The Eyebrow Fiasco
Being the youngest of four children, I have learned great life lessons from those who forged their life paths ahead of mine (and have stories that could probably fill an entire book). From my oldest brother I learned that sometimes when your friends are drunk, they decide their lollipop would taste better if it was dipped in your little sister’s ice cream tub as she is getting her dessert. From my other brother I learned to always check the toilet seat for saran wrap, especially on April Fool’s Day, or you will be trying to play off the fact that you just peed all over the floor by soaking it up with bath towels. My sister, on the other hand was like the big girl on the playground that I always wanted to be and sometimes, that dream got me into trouble.
At the age of 3/4, I started out more as her doll (she liked to pick out my clothes and do my hair) and that quickly evolved into me being her party trick. She would make me memorize answers to questions and then ask me them in front of friends and family, patting herself on the back as people laughed and smiled at my answers.
“Who was the first president of the United States?”, she would ask, or “Who freed the slaves?”. My little 4- year-old self was taught well to respond with an excited, “Washington” or “Lincoln”, respectively.
Quickly, however, her desire to teach me things meant that I was learning things a little too far ahead of my time. In her mind, she learned them and by golly she was going to share them (who cares that I was nearly 8 yrs her junior).
When she learned about a television show, I learned about a television show. It didn’t matter that it was Sex and the City or Friends and I was definitely not ready for that kind of love/sex/boyfriend related information. When she was in a sorority in college and it had a password and a handshake, I was taught them both. I then was instructed to go up to the President and say what I had learned because “that would be hilarous”. When she started to crack her knuckles, she cracked mine (sometimes against my will). And, ultimately, when my parents decided it was an appropriate age for her to hear about the birds and the bees, you can guess who she told immediately.
Like it was yesterday I can remember the look on my parents faces when I smiled and relayed the information (because obviously she told me to). I can even remember their faces when they told me about sex when I was old enough, thinking I must have forgot what my sister said eight yrs earlier, and me just sort of smirking all along and pretending to innocently not remember.

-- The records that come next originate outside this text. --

//! Key-value text store contract and in-memory implementation.

use super::StoreResult;
use std::collections::HashMap;

/// Durable text store addressed by string keys.
pub trait KvStore {
    /// Returns the stored text, or `None` when the key was never written.
    fn get(&self, key: &str) -> StoreResult<Option<String>>;
    /// Replaces the text stored under `key`.
    fn set(&mut self, key: &str, value: &str) -> StoreResult<()>;
    /// Deletes `key`. Removing an absent key is not an error.
    fn remove(&mut self, key: &str) -> StoreResult<()>;
}

/// Process-local store, used for tests and ephemeral sessions.
#[derive(Debug, Clone, Default)]
pub struct MemoryKvStore {
    entries: HashMap<String, String>,
}

impl MemoryKvStore {
    pub fn new() -> Self {
        Self::default()
    }

    pub fn len(&self) -> usize {
        self.entries.len()
    }

    pub fn is_empty(&self) -> bool {
        self.entries.is_empty()
    }
}

impl KvStore for MemoryKvStore {
    fn get(&self, key: &str) -> StoreResult<Option<String>> {
        Ok(self.entries.get(key).cloned())
    }

    fn set(&mut self, key: &str, value: &str) -> StoreResult<()> {
        self.entries.insert(key.to_string(), value.to_string());
        Ok(())
    }

    fn remove(&mut self, key: &str) -> StoreResult<()> {
        self.entries.remove(key);
        Ok(())
    }
}

#[cfg(test)]
mod tests {
    use super::{KvStore, MemoryKvStore};

    #[test]
    fn set_replaces_and_remove_clears() {
        let mut store = MemoryKvStore::new();
        assert_eq!(store.get("k").unwrap(), None);

        store.set("k", "one").unwrap();
        store.set("k", "two").unwrap();
        assert_eq!(store.get("k").unwrap().as_deref(), Some("two"));
        assert_eq!(store.len(), 1);

        store.remove("k").unwrap();
        store.remove("k").unwrap();
        assert!(store.is_empty());
    }
}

But, the dumbest thing I ever did because I “learned” it from my sister, was something affectionately known in my family as “the eyebrow fiasco”.
My sister had developed an obsession with unibrows and how she absolutely couldn’t have them. She mentioned my unibrow so much that I just had to get rid of it (even if Bert, of Bert and Ernie fame, tried to make it sexy). One evening when I was in 6th grade, I went to take a shower. In the shower I stared at the razor that I had to shave my legs for swimming, all the while thinking “unibrow unibrow”, as if it was a disease and I was a Leper and this was my ticket out of the colony. I measured the length of the blade and then I measured in between my eye brows and they were the same!

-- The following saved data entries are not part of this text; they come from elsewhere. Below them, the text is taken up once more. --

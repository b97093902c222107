// This Source Code Form is subject to the terms of the Mozilla Public
// License, v. 2.0. If a copy of the MPL was not distributed with this
// file, You can obtain one at http://mozilla.org/MPL/2.0/.

use std::str::FromStr;

/// List of all micro-grammar parsing errors.
#[derive(Debug, PartialEq, Eq)]
pub enum StreamError {
    /// An input data ended earlier than expected.
    UnexpectedEndOfStream,

    /// An input text contains unknown data.
    UnexpectedData(usize),

    /// A provided string doesn't have a valid data.
    InvalidValue,

    /// An invalid/unexpected character.
    ///
    /// The first byte is an actual one, the second is the expected one.
    InvalidChar(Vec<u8>, usize),

    /// An invalid number.
    InvalidNumber(usize),
}

impl std::fmt::Display for StreamError {
    fn fmt(&self, f: &mut std::fmt::Formatter) -> std::fmt::Result {
        match *self {
            StreamError::UnexpectedEndOfStream => {
                write!(f, "unexpected end of stream")
            }
            StreamError::UnexpectedData(pos) => {
                write!(f, "unexpected data at position {}", pos)
            }
            StreamError::InvalidValue => {
                write!(f, "invalid value")
            }
            StreamError::InvalidChar(ref chars, pos) => {
                write!(
                    f,
                    "expected '{}' not '{}' at position {}",
                    chars[1] as char, chars[0] as char, pos
                )
            }
            StreamError::InvalidNumber(pos) => {
                write!(f, "invalid number at position {}", pos)
            }
        }
    }
}

impl std::error::Error for StreamError {}

pub(crate) trait ByteExt {
    /// Checks if a byte is a numeric sign.
    fn is_sign(&self) -> bool;

    /// Checks if a byte is a digit.
    ///
    /// `[0-9]`
    fn is_digit(&self) -> bool;

    /// Checks if a byte is a hex digit.
    ///
    /// `[0-9A-Fa-f]`
    fn is_hex_digit(&self) -> bool;

    /// Checks if a byte is a space.
    ///
    /// `[ \r\n\t]`
    fn is_space(&self) -> bool;

    /// Checks if a byte is an ASCII ident char.
    fn is_ascii_ident(&self) -> bool;
}

impl ByteExt for u8 {
    #[inline]
    fn is_sign(&self) -> bool {
        matches!(*self, b'+' | b'-')
    }

    #[inline]
    fn is_digit(&self) -> bool {
        matches!(*self, b'0'..=b'9')
    }

    #[inline]
    fn is_hex_digit(&self) -> bool {
        matches!(*self, b'0'..=b'9' | b'A'..=b'F' | b'a'..=b'f')
    }

    #[inline]
    fn is_space(&self) -> bool {
        matches!(*self, b' ' | b'\t' | b'\n' | b'\r')
    }

    #[inline]
    fn is_ascii_ident(&self) -> bool {
        matches!(*self, b'0'..=b'9' | b'A'..=b'Z' | b'a'..=b'z' | b'-' | b'_')
    }
}

/// A streaming text parsing interface.
#[derive(Clone, Copy, PartialEq, Eq, Debug)]
pub struct Stream<'a> {
    text: &'a str,
    pos: usize,
}

impl<'a> From<&'a str> for Stream<'a> {
    #[inline]
    fn from(text: &'a str) -> Self {
        Stream { text, pos: 0 }
    }
}

impl<'a> Stream<'a> {
    /// Returns the current position in bytes.
    #[inline]
    pub fn pos(&self) -> usize {
        self.pos
    }

    /// Calculates the current position in chars.
    pub fn calc_char_pos(&self) -> usize {
        self.calc_char_pos_at(self.pos)
    }

    /// Calculates the position of `byte_pos` in chars.
    pub fn calc_char_pos_at(&self, byte_pos: usize) -> usize {
        let mut pos = 1;
        for (idx, _) in self.text.char_indices() {
            if idx >= byte_pos {
                break;
            }

            pos += 1;
        }

        pos
    }

    /// Sets current position equal to the end.
    ///
    /// Used to indicate end of parsing on error.
    #[inline]
    pub fn jump_to_end(&mut self) {
        self.pos = self.text.len();
    }

    /// Checks if the stream is reached the end.
    #[inline]
    pub fn at_end(&self) -> bool {
        self.pos >= self.text.len()
    }

    /// Returns a byte from a current stream position.
    #[inline]
    pub fn curr_byte(&self) -> Result<u8, StreamError> {
        if self.at_end() {
            return Err(StreamError::UnexpectedEndOfStream);
        }

        Ok(self.curr_byte_unchecked())
    }

    /// Returns a byte from a current stream position.
    ///
    /// # Panics
    ///
    /// - if the current position is after the end of the data
    #[inline]
    pub fn curr_byte_unchecked(&self) -> u8 {
        self.text.as_bytes()[self.pos]
    }

    /// Checks that current byte is equal to provided.
    ///
    /// Returns `false` if no bytes left.
    #[inline]
    pub fn is_curr_byte_eq(&self, c: u8) -> bool {
        if !self.at_end() {
            self.curr_byte_unchecked() == c
        } else {
            false
        }
    }

    /// Returns a next byte from a current stream position.
    #[inline]
    pub fn next_byte(&self) -> Result<u8, StreamError> {
        if self.pos + 1 >= self.text.len() {
            return Err(StreamError::UnexpectedEndOfStream);
        }

        Ok(self.text.as_bytes()[self.pos + 1])
    }

    /// Advances by `n` bytes.
    #[inline]
    pub fn advance(&mut self, n: usize) {
        debug_assert!(self.pos + n <= self.text.len());
        self.pos += n;
    }

    /// Skips whitespaces.
    ///
    /// Accepted values: `' ' \n \r \t`.
    pub fn skip_spaces(&mut self) {
        while !self.at_end() && self.curr_byte_unchecked().is_space() {
            self.advance(1);
        }
    }

    /// Checks that the stream starts with a selected text.
    #[inline]
    pub fn starts_with(&self, text: &[u8]) -> bool {
        self.text.as_bytes()[self.pos..].starts_with(text)
    }

    /// Consumes the current byte if it's equal to the provided byte.
    pub fn consume_byte(&mut self, c: u8) -> Result<(), StreamError> {
        if self.curr_byte()? != c {
            return Err(StreamError::InvalidChar(
                vec![self.curr_byte_unchecked(), c],
                self.calc_char_pos(),
            ));
        }

        self.advance(1);
        Ok(())
    }

    /// Consumes a single ident consisting of ASCII characters, if available.
    pub fn consume_ascii_ident(&mut self) -> &'a str {
        let start = self.pos;
        self.skip_bytes(|_, c| c.is_ascii_ident());
        self.slice_back(start)
    }

    /// Consumes bytes by the predicate and returns them.
    ///
    /// The result can be empty.
    pub fn consume_bytes<F>(&mut self, f: F) -> &'a str
    where
        F: Fn(&Stream, u8) -> bool,
    {
        let start = self.pos();
        self.skip_bytes(f);
        self.slice_back(start)
    }

    /// Consumes bytes by the predicate.
    pub fn skip_bytes<F>(&mut self, f: F)
    where
        F: Fn(&Stream, u8) -> bool,
    {
        while !self.at_end() {
            let c = self.curr_byte_unchecked();
            if f(self, c) {
                self.advance(1);
            } else {
                break;
            }
        }
    }

    /// Slices data from `pos` to the current position.
    #[inline]
    pub fn slice_back(&self, pos: usize) -> &'a str {
        &self.text[pos..self.pos]
    }

    /// Slices data from the current position to the end.
    #[inline]
    pub fn slice_tail(&self) -> &'a str {
        &self.text[self.pos..]
    }

    /// Skips digits.
    pub fn skip_digits(&mut self) {
        self.skip_bytes(|_, c| c.is_digit());
    }

    /// Parses a number from the stream.
    ///
    /// Sign, fraction and exponent notations are supported.
    /// Non-finite results are rejected.
    pub fn parse_number(&mut self) -> Result<f64, StreamError> {
        // Strip off leading whitespaces.
        self.skip_spaces();

        let start = self.pos();

        if self.at_end() {
            return Err(StreamError::InvalidNumber(self.calc_char_pos_at(start)));
        }

        self.parse_number_impl()
            .map_err(|_| StreamError::InvalidNumber(self.calc_char_pos_at(start)))
    }

    fn parse_number_impl(&mut self) -> Result<f64, StreamError> {
        let start = self.pos();

        let mut c = self.curr_byte()?;

        // Consume sign.
        if c.is_sign() {
            self.advance(1);
            c = self.curr_byte()?;
        }

        // Consume integer.
        match c {
            b'0'..=b'9' => self.skip_digits(),
            b'.' => {}
            _ => return Err(StreamError::InvalidValue),
        }

        // Consume fraction.
        if let Ok(b'.') = self.curr_byte() {
            self.advance(1);
            self.skip_digits();
        }

        if let Ok(c) = self.curr_byte() {
            if matches!(c, b'e' | b'E') {
                let c2 = self.next_byte()?;
                // Check for `em`/`ex` units so the unit is not treated as an exponent.
                if c2 != b'm' && c2 != b'x' {
                    self.advance(1);

                    match self.curr_byte()? {
                        b'+' | b'-' => {
                            self.advance(1);
                            self.skip_digits();
                        }
                        b'0'..=b'9' => self.skip_digits(),
                        _ => {
                            return Err(StreamError::InvalidValue);
                        }
                    }
                }
            }
        }

        let s = self.slice_back(start);

        // Use the default f64 parser now.
        if let Ok(n) = f64::from_str(s) {
            // The number must be finite, otherwise we can get NaN, Inf, -Inf.
            if n.is_finite() {
                return Ok(n);
            }
        }

        Err(StreamError::InvalidValue)
    }

    /// Parses a number from a list of numbers.
    pub fn parse_list_number(&mut self) -> Result<f64, StreamError> {
        if self.at_end() {
            return Err(StreamError::UnexpectedEndOfStream);
        }

        let n = self.parse_number()?;
        self.skip_spaces();
        self.parse_list_separator();
        Ok(n)
    }

    #[inline]
    pub(crate) fn parse_list_separator(&mut self) {
        if self.is_curr_byte_eq(b',') {
            self.advance(1);
        }
    }
}

/// Collapses whitespaces as per the CSS/HTML specs.
///
/// Trims the leading run, then folds every run of whitespace
/// characters into a single space.
pub(crate) fn collapse_whitespace(text: &str, result: &mut String) {
    let text = text.trim_start_matches(|c| matches!(c, ' ' | '\t' | '\r' | '\n'));

    let mut prev_space = false;
    for c in text.chars() {
        if matches!(c, ' ' | '\t' | '\r' | '\n') {
            if !prev_space {
                result.push(' ');
                prev_space = true;
            }
        } else {
            result.push(c);
            prev_space = false;
        }
    }
}

#[rustfmt::skip]
#[cfg(test)]
mod tests {
    use super::*;

    macro_rules! test_number {
        ($name:ident, $text:expr, $result:expr) => (
            #[test]
            fn $name() {
                let mut s = Stream::from($text);
                assert_eq!(s.parse_number().unwrap(), $result);
            }
        )
    }

    test_number!(number_1,  "10",       10.0);
    test_number!(number_2,  "-10",     -10.0);
    test_number!(number_3,  "+10",      10.0);
    test_number!(number_4,  " -10",    -10.0);
    test_number!(number_5,  ".4",        0.4);
    test_number!(number_6,  "-.4",      -0.4);
    test_number!(number_7,  "6.",        6.0);
    test_number!(number_8,  "1e2",     100.0);
    test_number!(number_9,  "1.5E-1",    0.15);
    test_number!(number_10, "10 20",    10.0);

    macro_rules! test_number_err {
        ($name:ident, $text:expr, $result:expr) => (
            #[test]
            fn $name() {
                let mut s = Stream::from($text);
                assert_eq!(s.parse_number().unwrap_err().to_string(), $result);
            }
        )
    }

    test_number_err!(number_err_1, "q",    "invalid number at position 1");
    test_number_err!(number_err_2, "",     "invalid number at position 1");
    test_number_err!(number_err_3, "-",    "invalid number at position 1");
    test_number_err!(number_err_4, "+",    "invalid number at position 1");
    test_number_err!(number_err_5, "-q",   "invalid number at position 1");
    test_number_err!(number_err_6, ".",    "invalid number at position 1");
    test_number_err!(number_err_7, "99999999e99999999", "invalid number at position 1");

    #[test]
    fn number_list() {
        let mut s = Stream::from("10, 20 -30,40");
        assert_eq!(s.parse_list_number().unwrap(), 10.0);
        assert_eq!(s.parse_list_number().unwrap(), 20.0);
        assert_eq!(s.parse_list_number().unwrap(), -30.0);
        assert_eq!(s.parse_list_number().unwrap(), 40.0);
        assert!(s.parse_list_number().is_err());
    }

    #[test]
    fn collapse_1() {
        let mut out = String::new();
        collapse_whitespace("  Hello \t\r\n  world ", &mut out);
        assert_eq!(out, "Hello world ");
    }

    #[test]
    fn collapse_2() {
        let mut out = String::new();
        collapse_whitespace("aa  bb", &mut out);
        assert_eq!(out, "aa bb");
    }
}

Aha, I thought, this must be how my sister got rid of hers!
In one swoop, I shaved my eyebrows. And, in that moment, I was completely relieved that now my sister couldn’t pick on me.
I walked downstairs happy as a dog about my make over and immediately my dad said to me, “What happened to your face?”
“Nothing!” I responded, confused what he could POSSIBLY be talking about as I only removed the hair in between my brows.
“You are missing half an eyebrow on each side, do you think we wouldn’t notice?”, he then said.
Oh. My. God. I didn’t look in the mirror and I swore it fit in between and Oh. My. God.
This was pretty much the dumbest thing I had ever done. I got grounded, but my worst punishment was that I had to look like that at school, until they grew back (if I was a mean girl I would easily think of nicknames to go with my sexy new look). To remedy my social status, I came up with this elaborate story about how I tried on a Halloween mask and it had tape on it and the tape ripped off my eyebrows when I took it off. Gullibly, a lot of my friends believed me…but I knew the truth. Braces or even that time I had to have a rolly back-pack, didn’t hold a candle to my half-brow look.
I wish I could blame my sister for doing that to me…but really, I forgot to ask her how to get rid of a unibrow in the first place.